Heartbreak High is an Australian comedy drama streaming television series created for Netflix, by Hannah Carroll Chapman. It is a soft-reboot of the 1994 series first screened on Network Ten. The series follow the students and teachers of Hartley High as they navigate racial tensions in Australia, high school romances, and all sorts of teen angst. The show premiered on 14 September 2022. A month after it was released, the show was renewed for a second season. 

The first season was met with positive critical reviews and received 15 AACTA Awards nominations, including Best Drama Series, winning six.

Premise
After a map detailing the sexual exploits of Hartley High's students is discovered graffitied on the wall of the school, all of the students whose names were on it are forced to attend a new sexual education course called the Sexual Literacy Tutorial (SLT, pronounced "sluts" by the students). The map's creator, Amerie Wadia (Ayesha Madon), becomes a social outcast after taking the fall for its co-author, Harper McLean (Asher Yasbincek), who has stopped talking to her following a tragedy at a music festival they attended.

Cast

Main
 Ayesha Madon as Amerie Wadia, a brash, working-class Indo-Australian girl who becomes a pariah at Hartley High.
 James Majoos as Darren Rivers, a queer and non-binary student who befriends Amerie. 
 Chloé Hayden as Quinn “Quinni” Gallagher-Jones, Darren's lesbian best friend who is autistic.
 Asher Yasbincek as Harper McLean, a punk girl who has had a falling out with Amerie
 Thomas Weatherall as Malakai Mitchell, a bisexual Bundjalung basketball jock new to Hartley.
 Will McDonald as Douglas “Ca$h” Piggott, an asexual eshay, drug dealer and food delivery driver.
 Joshua Heuston as Dustin “Dusty” Reid, a bisexual musician involved with Harper.
 Gemma Chua-Tran as Sasha So, a Chinese-Australian lesbian. 
 Bryn Chapman-Parish as Spencer “Spider” White, the class clown. 
 Sherry-Lee Watson as Missy Beckett, an Indigenous student involved with Sasha. 
 Brodie Townsend as Anthony “Ant” Vaughn, an affable, big-hearted student. 
 Chika Ikogwe as Josephine “Jojo” Obah, English and SLT’s teacher at Hartley High. 
 Scott Major as Peter Rivers, Darren's father, who reprises his role from the 1994 series.
 Rachel House as Principal Stacy "Woodsy" Woods, the performatively woke school principal at Hartley High.
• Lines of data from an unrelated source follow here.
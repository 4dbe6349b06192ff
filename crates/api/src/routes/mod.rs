pub mod health;
pub mod project;
pub mod status;
pub mod task;
pub mod user;

use axum::Router;

use crate::state::AppState;

/// Build the `/api/v1` route tree.
///
/// Route hierarchy:
///
/// ```text
/// /projects                     list, create
/// /projects/{id}                get, update, delete (cascades to tasks)
///
/// /tasks                        list (?project_id=&assignee_id=), create
/// /tasks/{id}                   get, update, delete
///
/// /users                        list, create
/// /users/{id}                   get, update, delete
///
/// /project-statuses             list
/// /task-statuses                list
/// ```
pub fn api_routes() -> Router<AppState> {
    Router::new()
        .nest("/projects", project::router())
        .nest("/tasks", task::router())
        .nest("/users", user::router())
        .merge(status::router())
}
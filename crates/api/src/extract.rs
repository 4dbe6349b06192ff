//! Request extractors that reject with [`AppError`] instead of axum's
//! plain-text rejections, so malformed input gets the same JSON error body
//! as every other failure.

use axum::extract::{FromRequest, FromRequestParts, Path, Query, Request};
use axum::http::request::Parts;
use axum::Json;
use serde::de::DeserializeOwned;
use taskboard_core::types::DbId;
use taskboard_core::validation::require_positive_id;

use crate::error::AppError;

/// JSON body extractor. Missing content type, syntax errors and type
/// mismatches all become `400 BAD_REQUEST`.
#[derive(Debug, Clone, Copy, Default)]
pub struct AppJson<T>(pub T);

impl<S, T> FromRequest<S> for AppJson<T>
where
    T: DeserializeOwned,
    S: Send + Sync,
{
    type Rejection = AppError;

    async fn from_request(req: Request, state: &S) -> Result<Self, Self::Rejection> {
        let Json(value) = Json::<T>::from_request(req, state)
            .await
            .map_err(|rejection| AppError::BadRequest(rejection.body_text()))?;
        Ok(Self(value))
    }
}

/// Query-string extractor with JSON rejections.
#[derive(Debug, Clone, Copy, Default)]
pub struct AppQuery<T>(pub T);

impl<S, T> FromRequestParts<S> for AppQuery<T>
where
    T: DeserializeOwned,
    S: Send + Sync,
{
    type Rejection = AppError;

    async fn from_request_parts(parts: &mut Parts, state: &S) -> Result<Self, Self::Rejection> {
        let Query(value) = Query::<T>::from_request_parts(parts, state)
            .await
            .map_err(|rejection| AppError::BadRequest(rejection.body_text()))?;
        Ok(Self(value))
    }
}

/// A single `/{id}` path segment that must be a positive integer.
///
/// Non-numeric segments are `400 BAD_REQUEST`; zero and negative ids are
/// `400 VALIDATION_ERROR`.
#[derive(Debug, Clone, Copy, PartialEq, Eq)]
pub struct IdPath(pub DbId);

impl<S> FromRequestParts<S> for IdPath
where
    S: Send + Sync,
{
    type Rejection = AppError;

    async fn from_request_parts(parts: &mut Parts, state: &S) -> Result<Self, Self::Rejection> {
        let Path(id) = Path::<DbId>::from_request_parts(parts, state)
            .await
            .map_err(|rejection| AppError::BadRequest(rejection.body_text()))?;
        require_positive_id(id, "id")?;
        Ok(Self(id))
    }
}
//! Repository for the `project_statuses` and `task_statuses` lookup tables.

use sqlx::PgExecutor;
use taskboard_core::status::{ProjectStatus, StatusId, TaskStatus};

use crate::models::status::StatusEntry;
use crate::DbPool;

/// Read access to the status registries, plus the idempotent seed.
pub struct StatusRepo;

impl StatusRepo {
    /// List all project statuses in id order.
    pub async fn list_project_statuses<'e>(
        executor: impl PgExecutor<'e>,
    ) -> Result<Vec<StatusEntry>, sqlx::Error> {
        sqlx::query_as::<_, StatusEntry>("SELECT id, name FROM project_statuses ORDER BY id")
            .fetch_all(executor)
            .await
    }

    /// List all task statuses in id order.
    pub async fn list_task_statuses<'e>(
        executor: impl PgExecutor<'e>,
    ) -> Result<Vec<StatusEntry>, sqlx::Error> {
        sqlx::query_as::<_, StatusEntry>("SELECT id, name FROM task_statuses ORDER BY id")
            .fetch_all(executor)
            .await
    }

    /// Whether `id` names a row in `project_statuses`.
    pub async fn project_status_exists<'e>(
        executor: impl PgExecutor<'e>,
        id: StatusId,
    ) -> Result<bool, sqlx::Error> {
        let (exists,): (bool,) =
            sqlx::query_as("SELECT EXISTS (SELECT 1 FROM project_statuses WHERE id = $1)")
                .bind(id)
                .fetch_one(executor)
                .await?;
        Ok(exists)
    }

    /// Whether `id` names a row in `task_statuses`.
    pub async fn task_status_exists<'e>(
        executor: impl PgExecutor<'e>,
        id: StatusId,
    ) -> Result<bool, sqlx::Error> {
        let (exists,): (bool,) =
            sqlx::query_as("SELECT EXISTS (SELECT 1 FROM task_statuses WHERE id = $1)")
                .bind(id)
                .fetch_one(executor)
                .await?;
        Ok(exists)
    }

    /// Make sure every registry entry known to the code exists in the database.
    ///
    /// Existing rows are left alone, so this is safe to run on every start.
    /// Returns the number of rows inserted.
    pub async fn ensure_seeded(pool: &DbPool) -> Result<u64, sqlx::Error> {
        let mut tx = pool.begin().await?;
        let mut inserted = 0;

        for status in ProjectStatus::ALL {
            inserted += sqlx::query(
                "INSERT INTO project_statuses (id, name) VALUES ($1, $2) \
                 ON CONFLICT (id) DO NOTHING",
            )
            .bind(status.id())
            .bind(status.name())
            .execute(&mut *tx)
            .await?
            .rows_affected();
        }

        for status in TaskStatus::ALL {
            inserted += sqlx::query(
                "INSERT INTO task_statuses (id, name) VALUES ($1, $2) \
                 ON CONFLICT (id) DO NOTHING",
            )
            .bind(status.id())
            .bind(status.name())
            .execute(&mut *tx)
            .await?
            .rows_affected();
        }

        tx.commit().await?;

        if inserted > 0 {
            tracing::info!(inserted, "Seeded missing status registry rows");
        }
        Ok(inserted)
    }
}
Recurring and notable guest stars
 Isabella Mistry as Chaka Cardenes, who reprises her role as a Salvadoran-Australian from the 1994 series. 
 Ben Oxenbould as Justin McLean, Harper's dad. 
 Justin Smith as Jim the Maintenance Man. 
 Sandy Sharma as Huma Wadia, Amerie's mother. 
 Tom Wilson, Kye McMaster and Ari McCarthy as Chook, Tilla and Jayden, Ca$h's friends. 
 Maggie Dence as Nan, Ca$h's grandmother. 
 Stephen Hunter as Coach Arkell. 
 Jeremy Lindsay Taylor as Kurt Peterson, who reprises his role from the 1994 series. 
 Natalie Tran as Rhea Brown, a local author.

Episodes

Production 
The series was announced in December 2020, and filming began in November 2021.

The TV series was mostly filmed in the suburbs of Marouba and Matraville of New South Wales between late 2021 and early 2022.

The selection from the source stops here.